AIM OF THE TASK
Your answer should be the exact lines of the records, starting with the one containing "let scheme = &url[..scheme_end" and running to the end.

Collection entries:
※ ※ ※

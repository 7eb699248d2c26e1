use dotenv::dotenv;
use std::env;
use tracing::{info, warn};

const INSECURE_DEFAULT_SECRET: &str = "development-only-auth-secret";

#[derive(Debug, Clone)]
pub struct Config {
    pub database_url: String,
    pub auth_secret: String,
    pub allowed_email_domains: Vec<String>,
    pub server_host: String,
    pub server_port: u16,
    pub max_connections: u32,
    pub app_env: String,
}

impl Config {
    /// Loads the configuration from environment variables.
    /// Calls dotenv() first so a local `.env` file is honoured.
    pub fn from_env() -> Result<Self, String> {
        dotenv().ok();

        let database_url =
            env::var("DATABASE_URL").unwrap_or_else(|_| "sqlite://wip.db?mode=rwc".to_string());

        let auth_secret = env::var("AUTH_SECRET").unwrap_or_else(|_| {
            warn!("AUTH_SECRET not set, using default (not secure for production!)");
            INSECURE_DEFAULT_SECRET.to_string()
        });

        let allowed_email_domains =
            parse_domain_list(&env::var("ALLOWED_EMAIL_DOMAINS").unwrap_or_default());

        let server_host = env::var("SERVER_HOST").unwrap_or_else(|_| "127.0.0.1".to_string());

        let server_port = env::var("SERVER_PORT")
            .unwrap_or_else(|_| "3000".to_string())
            .parse::<u16>()
            .map_err(|_| "Invalid SERVER_PORT: must be a number between 0-65535".to_string())?;

        let max_connections = env::var("MAX_DB_CONNECTIONS")
            .unwrap_or_else(|_| "10".to_string())
            .parse::<u32>()
            .map_err(|_| "Invalid MAX_DB_CONNECTIONS: must be a positive number".to_string())?;

        let app_env = env::var("APP_ENV").unwrap_or_else(|_| "development".to_string());

        Ok(Config {
            database_url,
            auth_secret,
            allowed_email_domains,
            server_host,
            server_port,
            max_connections,
            app_env,
        })
    }

    /// Logs the configuration, hiding secrets
    pub fn print_info(&self) {
        info!("Server configuration:");
        info!("  Environment: {}", self.app_env);
        info!("  Server address: {}:{}", self.server_host, self.server_port);
        info!("  Database: {}", Self::mask_url(&self.database_url));
        info!("  Max DB connections: {}", self.max_connections);
        if self.allowed_email_domains.is_empty() {
            info!("  Allowed email domains: any");
        } else {
            info!("  Allowed email domains: {}", self.allowed_email_domains.join(", "));
        }
        if self.auth_secret == INSECURE_DEFAULT_SECRET {
            warn!("  Auth secret: USING DEFAULT (INSECURE!)");
        } else {
            info!("  Auth secret: custom secret configured");
        }
    }

    /// Masks credentials in the database URL for logging
    fn mask_url(url: &str) -> String {
        if let Some(at_pos) = url.find('@') {
            if let Some(scheme_end) = url.find("://") {
                let scheme = &url[..scheme_end + 3];
                let after_at = &url[at_pos..];
                return format!("{}***{}", scheme, after_at);
            }
        }
        if url.starts_with("sqlite:") {
            return url.to_string();
        }
        "***".to_string()
    }
}

/// Splits a comma separated domain list, dropping blanks and normalising case.
pub fn parse_domain_list(raw: &str) -> Vec<String> {
    raw.split(',')
        .map(|d| d.trim().to_lowercase())
        .filter(|d| !d.is_empty())
        .collect()
}

#[cfg(test)]
mod tests {
    use super::*;

    #[test]
    fn test_parse_domain_list() {
        assert_eq!(
            parse_domain_list(" Example.com, ,corp.example.org"),
            vec!["example.com".to_string(), "corp.example.org".to_string()]
        );
        assert!(parse_domain_list("").is_empty());
    }

    #[test]
    fn test_mask_url_hides_credentials() {
        assert_eq!(
            Config::mask_url("postgres://user:pass@db:5432/wip"),
            "postgres://***@db:5432/wip"
        );
        assert_eq!(Config::mask_url("sqlite://wip.db"), "sqlite://wip.db");
    }
}
//! Search DTOs

use serde::{Deserialize, Serialize};

/// One hit of the command search, tagged by `type`
#[derive(Serialize, Deserialize, Debug, Clone, PartialEq)]
#[serde(tag = "type", rename_all = "lowercase")]
pub enum SearchResultDTO {
    Event {
        id: i64,
        title: String,
        subtitle: Option<String>,
        date: String,
        location: Option<String>,
        href: String,
    },
    Person {
        id: String,
        title: String,
        subtitle: String,
        href: String,
    },
}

※ ※ ※

FINISHED TASK
                let scheme = &url[..scheme_end + 3];
                let after_at = &url[at_pos..];
                return format!("{}***{}", scheme, after_at);
            }
        }
        if url.starts_with("sqlite:") {
            return url.to_string();
        }
        "***".to_string()
    }
}

/// Splits a comma separated domain list, dropping blanks and normalising case.
pub fn parse_domain_list(raw: &str) -> Vec<String> {
    raw.split(',')
        .map(|d| d.trim().to_lowercase())
        .filter(|d| !d.is_empty())
        .collect()
}

#[cfg(test)]
mod tests {
    use super::*;

    #[test]
    fn test_parse_domain_list() {
        assert_eq!(
            parse_domain_list(" Example.com, ,corp.example.org"),
            vec!["example.com".to_string(), "corp.example.org".to_string()]
        );
        assert!(parse_domain_list("").is_empty());
    }

    #[test]
    fn test_mask_url_hides_credentials() {
        assert_eq!(
            Config::mask_url("postgres://user:pass@db:5432/wip"),
            "postgres://***@db:5432/wip"
        );
        assert_eq!(Config::mask_url("sqlite://wip.db"), "sqlite://wip.db");
    }
}
//! Search DTOs

use serde::{Deserialize, Serialize};

/// One hit of the command search, tagged by `type`
#[derive(Serialize, Deserialize, Debug, Clone, PartialEq)]
#[serde(tag = "type", rename_all = "lowercase")]
pub enum SearchResultDTO {
    Event {
        id: i64,
        title: String,
        subtitle: Option<String>,
        date: String,
        location: Option<String>,
        href: String,
    },
    Person {
        id: String,
        title: String,
        subtitle: String,
        href: String,
    },
}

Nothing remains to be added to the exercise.